**ACTIVITY**
Please write out, exactly as given, every line of the entries below up to and including the line with "binding to port 0.".

- - - -

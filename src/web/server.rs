//! Web server.

use std::net::SocketAddr;
use std::sync::Arc;

use tokio::net::TcpListener;

use crate::config::ServerConfig;
use crate::{MeshmonError, Result};

use super::handlers::AppState;
use super::router::{create_health_router, create_router};

/// HTTP server for the API.
pub struct WebServer {
    addr: SocketAddr,
    state: Arc<AppState>,
    cors_origins: Vec<String>,
}

impl WebServer {
    /// Create a new web server.
    pub fn new(config: &ServerConfig, state: Arc<AppState>) -> Result<Self> {
        let addr = format!("{}:{}", config.host, config.port)
            .parse()
            .map_err(|e| MeshmonError::Config(format!("invalid server address: {e}")))?;

        Ok(Self {
            addr,
            state,
            cors_origins: config.cors_origins.clone(),
        })
    }

    /// The configured server address.
    pub fn addr(&self) -> SocketAddr {
        self.addr
    }

    fn router(&self) -> axum::Router {
        create_router(self.state.clone(), &self.cors_origins).merge(create_health_router())
    }

    /// Run the server until interrupted.
    pub async fn run(self) -> std::io::Result<()> {
        let router = self.router();

        let listener = TcpListener::bind(self.addr).await?;
        let local_addr = listener.local_addr()?;
        tracing::info!("backend listening on http://{local_addr}");

        axum::serve(listener, router)
            .with_graceful_shutdown(shutdown_signal())
            .await
    }

    /// Run the server in the background and return the bound address.
    ///
    /// Useful for tests binding to port 0.
    pub async fn run_with_addr(self) -> std::io::Result<SocketAddr> {
        let router = self.router();

        let listener = TcpListener::bind(self.addr).await?;
        let local_addr = listener.local_addr()?;
        tracing::info!("backend listening on http://{local_addr}");

        tokio::spawn(async move {
            if let Err(e) = axum::serve(listener, router).await {
                tracing::error!("web server error: {e}");
            }
        });

        Ok(local_addr)
    }
}

async fn shutdown_signal() {
    if let Err(e) = tokio::signal::ctrl_c().await {
        tracing::error!("failed to listen for shutdown signal: {e}");
        return;
    }
    tracing::info!("shutdown signal received");
}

- - - -

**WORKED SOLUTION**
filename src/web/server.rs
//! Web server.

use std::net::SocketAddr;
use std::sync::Arc;

use tokio::net::TcpListener;

use crate::config::ServerConfig;
use crate::{MeshmonError, Result};

use super::handlers::AppState;
use super::router::{create_health_router, create_router};

/// HTTP server for the API.
pub struct WebServer {
    addr: SocketAddr,
    state: Arc<AppState>,
    cors_origins: Vec<String>,
}

impl WebServer {
    /// Create a new web server.
    pub fn new(config: &ServerConfig, state: Arc<AppState>) -> Result<Self> {
        let addr = format!("{}:{}", config.host, config.port)
            .parse()
            .map_err(|e| MeshmonError::Config(format!("invalid server address: {e}")))?;

        Ok(Self {
            addr,
            state,
            cors_origins: config.cors_origins.clone(),
        })
    }

    /// The configured server address.
    pub fn addr(&self) -> SocketAddr {
        self.addr
    }

    fn router(&self) -> axum::Router {
        create_router(self.state.clone(), &self.cors_origins).merge(create_health_router())
    }

    /// Run the server until interrupted.
    pub async fn run(self) -> std::io::Result<()> {
        let router = self.router();

        let listener = TcpListener::bind(self.addr).await?;
        let local_addr = listener.local_addr()?;
        tracing::info!("backend listening on http://{local_addr}");

        axum::serve(listener, router)
            .with_graceful_shutdown(shutdown_signal())
            .await
    }

    /// Run the server in the background and return the bound address.
    ///
    /// Useful for tests binding to port 0.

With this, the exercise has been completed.